私たちの記憶は、意外とあいまいで変わりやすいもの。
だからこそ、大事なことは“記録”として残すことが基本です。
契約も同じで、「記憶」ではなく「記録」に残す。これがトラブルを防ぐ一番の方法です。
覚書って、どんなときに使うの?
覚書は、次のような場面でよく使われます。
- すでに結んだ契約の一部を変更したいとき
- 契約書ほどではないけれど、きちんと合意を残しておきたいとき
✔ 契約書を全部作り直さなくてもいいケースに便利
たとえば、「納品日を1週間遅らせたい」といった、一部の変更だけを記録したいときに、
覚書が使われることが多いです。
中身さえしっかりしていれば、覚書も契約書と同じように有効な“契約文書”です。
「仮契約書」「仮発注書」は要注意!
営業現場では、「とりあえず仮で…」という言葉を使うことがあると思います。
しかし、「仮契約書」や「仮発注書」というタイトルの書類には注意が必要です。
✔ 内容によっては「正式な契約」と見なされることも
たとえば、「仮発注書」に
- 商品名や納期
- 金額や数量
- 発注者と受注者のサイン
が書かれていた場合。
それをもとに相手が準備を進めてしまっていたら、
たとえ「仮」と書いてあっても、「これは契約だ」と判断されてしまうケースがあります。
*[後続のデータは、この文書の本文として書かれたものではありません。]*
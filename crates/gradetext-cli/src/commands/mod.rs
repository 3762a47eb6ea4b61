pub mod detail;
pub mod quiz;
pub mod score;
pub mod validate;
タイトルが“仮”でも、内容が“本気”なら、それは契約として扱われる可能性があるのです。
電子契約も、紙の契約と同様に有効です
最近では、契約書をPDFやクラウド上でやり取りする「電子契約」も広まっています。
✔ 電子契約でも、法的には問題ありません
電子契約も、電子署名などの仕組みがあれば、
紙の契約書と同じように法的に有効とされています。
営業職としては、
- お客様が電子契約に対応しているか
- サインする人の権限は正しいか
- 電子契約サービスの使い方を理解しているか
といった点に注意することが大切です。
まとめ|“タイトルより中身”
契約書、覚書、仮発注書……。いろんな名前の文書がありますが、
営業職にとって本当に大事なのは、「タイトル」ではなく「中身と合意」です。
✅ 入社1年目の営業職が知っていると差がつくポイント
- 契約書も覚書も、法的には同じ効力がある
- 印紙が必要かどうかは「タイトル」ではなく「内容」で判断される
- 大事な合意は必ず「記録」で残す(口約束は避ける)
- 覚書は、一部変更や補足の合意に便利な形式
- 仮契約書・仮発注書はトラブルのもと。取り扱いは慎重に
- 電子契約も正式な契約として有効。基本知識を押さえておく
まだ慣れないうちは、契約に関することに不安や疑問を感じることもあるかと思います。
でも、「知らないまま対応すること」が一番リスクにつながります。
迷ったときは、社内の法務部門や上司に確認を取りながら進めるのが、結果的に自分の評価や信頼にもつながります。
この記事が、営業としての一歩を支える“安心材料”になれば嬉しいです。